Il secondo fattore è la sfera pubblica pluralistica dell’America, un’arena non separata dalla religione, ma caratterizzata da molte religioni, che sono visibili ed attive all’interno della vita civile, e costituiscono la base per le istituzioni e per i simboli che influenzano valori e comportamenti. Gli Stati Uniti non sono una società laica; sono una società pluralistica dal punto di vista religioso, con strutture giuridiche e politiche laiche.

Infatti, le istituzioni laiche dell’America furono concepite per sostenere il pluralismo. Esse permettono a persone di diverso credo religioso di lavorare al loro interno. Il divieto di una religione di stato, insieme alla libertà di coscienza, salvaguarda la molteplicità delle religioni nella vita civile. Questa struttura venne creata non solo sulla base di principi illuminati, ma sulla base della necessità. L’America aveva bisogno di convincere le persone ad attraversare l’oceano ed a sopportare le sofferenze e le difficoltà della frontiera, e più tardi dell’industrializzazione. La libertà di praticare la propria religione era una forma di pubblicità per l’America.

I benefici di una generosità imprevista rappresentavano il “patto americano”: gli immigrati devono partecipare alla battaglia economica e politica della nazione, ma senza la rete di salvataggio dei servizi sociali. In cambio, essi possono avere successo.

Ed essi possono non soltanto conservare la loro fede privata, ma anche praticarla pubblicamente. La tolleranza per la religione delle altre persone è il prezzo da pagare per assicurarsi la tolleranza della propria. I pregiudizi hanno mostrato la tendenza a diminuire con l’aumento della partecipazione. Per lungo tempo non è stato nell’interesse di nessuno turbare questo pragmatismo del “vivi e lascia vivere”.

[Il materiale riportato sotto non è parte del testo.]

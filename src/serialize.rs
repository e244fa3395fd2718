use crate::field::{Field, FormField};
use crate::form::Form;
use crate::link::Link;
use crate::path;
use crate::value::{FieldValue, NestedValue, NestedValues};

/// Render a form and what submitting it would send.
///
/// Example output:
/// ```text
/// form: GET http://example.com/search?q=rust&lang=en
/// ---
/// input q = "rust"
/// checkbox remember [unchecked]
/// select lang = "en" (en|fr)
/// file avatar [no file]
/// ---
/// values:
///   q = "rust"
///   lang = "en"
/// ```
pub fn to_compact_text(form: &Form) -> String {
    let submission = form.submission();
    let mut output = format!("form: {} {}\n---\n", submission.method, submission.uri);

    for (name, field) in form.all_fields() {
        serialize_field(&name, field, &mut output);
    }

    if !submission.values.is_empty() || !submission.files.is_empty() {
        output.push_str("---\n");
    }
    if !submission.values.is_empty() {
        output.push_str("values:\n");
        serialize_nested(&submission.values, "", &mut output);
    }
    if !submission.files.is_empty() {
        output.push_str("files:\n");
        serialize_nested(&submission.files, "", &mut output);
    }

    output
}

/// One line per link: `link "Text" -> resolved`.
pub fn links_to_compact_text(links: &[Link]) -> String {
    let mut output = String::new();
    for link in links {
        output.push_str(link.tag());
        if !link.text().is_empty() {
            output.push_str(&format!(" \"{}\"", link.text()));
        }
        output.push_str(&format!(" -> {}\n", link.uri()));
    }
    output
}

fn serialize_field(name: &str, field: &FormField, output: &mut String) {
    output.push_str(&format!("{} {name}", field.kind()));

    match (field, field.value()) {
        (FormField::CheckBox(_), None) => output.push_str(" [unchecked]"),
        (FormField::File(_), Some(FieldValue::File(upload))) if upload.is_empty() => {
            output.push_str(" [no file]")
        }
        (_, Some(FieldValue::File(upload))) => {
            output.push_str(&format!(" = {} ({})", upload.name, upload.tmp_name))
        }
        (_, Some(FieldValue::Text(text))) => output.push_str(&format!(" = \"{text}\"")),
        (_, Some(FieldValue::Multiple(items))) => {
            let quoted: Vec<String> = items.iter().map(|item| format!("\"{item}\"")).collect();
            output.push_str(&format!(" = [{}]", quoted.join(", ")));
        }
        (_, None) => {}
    }

    let options = match field {
        FormField::Radio(radio) => radio.available_values(),
        FormField::Select(select) => select.available_values(),
        _ => Vec::new(),
    };
    if !options.is_empty() {
        output.push_str(&format!(" ({})", options.join("|")));
    }

    if field.is_disabled() {
        output.push_str(" [disabled]");
    }
    output.push('\n');
}

fn serialize_nested(values: &NestedValues, base: &str, output: &mut String) {
    for (key, value) in values {
        let name = path::join(base, key);
        match value {
            NestedValue::Text(text) => output.push_str(&format!("  {name} = \"{text}\"\n")),
            NestedValue::File(upload) if upload.is_empty() => {
                output.push_str(&format!("  {name}: [no file]\n"))
            }
            NestedValue::File(upload) => output.push_str(&format!(
                "  {name}: {} ({}, {} bytes)\n",
                upload.name, upload.tmp_name, upload.size
            )),
            NestedValue::Map(children) => serialize_nested(children, &name, output),
        }
    }
}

Un risultato di questo patto è l’ossimoro della “familiarità con le differenze”. Siccome gli immigrati prendono parte all’arena politica ed economica americana, gli americani sono abituati a differenti tipi di persone, e sanno distinguere quelle differenze che potrebbero danneggiare il paese da quelle inoffensive. Gli americani, in effetti, sono abituati alle differenze, o almeno non tendono al panico in questi casi. Anche dopo il 2001, ci furono solo pochi casi di islamofobia. L’Europa, invece, chiede una maggiore assimilazione ed offre una economia ed una politica meno permeabili. Ciò significa meno partecipazione, e meno familiarità con le differenze da parte del paese ospitante. Da parte degli immigrati, vi è maggiore risentimento nei confronti del paese che li ospita, maggiore apatia nei confronti dell’economia e della politica, possibili manifestazioni di violenza o comunque maggiore insistenza a conservare alcune differenze simboliche – ironicamente, all’interno di una società meno in grado di accettarli proprio a causa del suo disagio di fronte alle differenze.

E’ a questo che si riduce il dibattito europeo sul velo. Esso non dice nulla degli ostacoli alla partecipazione, o delle reazioni degli immigrati a questi ostacoli, ma chiede invece una assimilazione simbolica. Tuttavia, richieste del genere sono senza prospettive. Per aprire tali prospettive c’è invece bisogno di un maggiore accesso all’economia ed alla politica, ed anche di minori richieste di assimilazione immediata. Tutte le religioni che discendono da Abramo possiedono meccanismi interni di cambiamento che consentono loro di tener conto di nuove circostanze secondo modalità che la comunità confessionale può rispettare. Sia il fondamentalismo che le richieste di assimilazione – “essere come noi, subito!” – ostacolano questi meccanismi.

Si dovrebbe invece dar loro il tempo di agire. Ma l’Europa richiede l’assimilazione prima ancora della partecipazione ad un’economia alla quale in ogni caso gli immigrati non hanno accesso. Questa, purtroppo, è una strada verso il ghetto.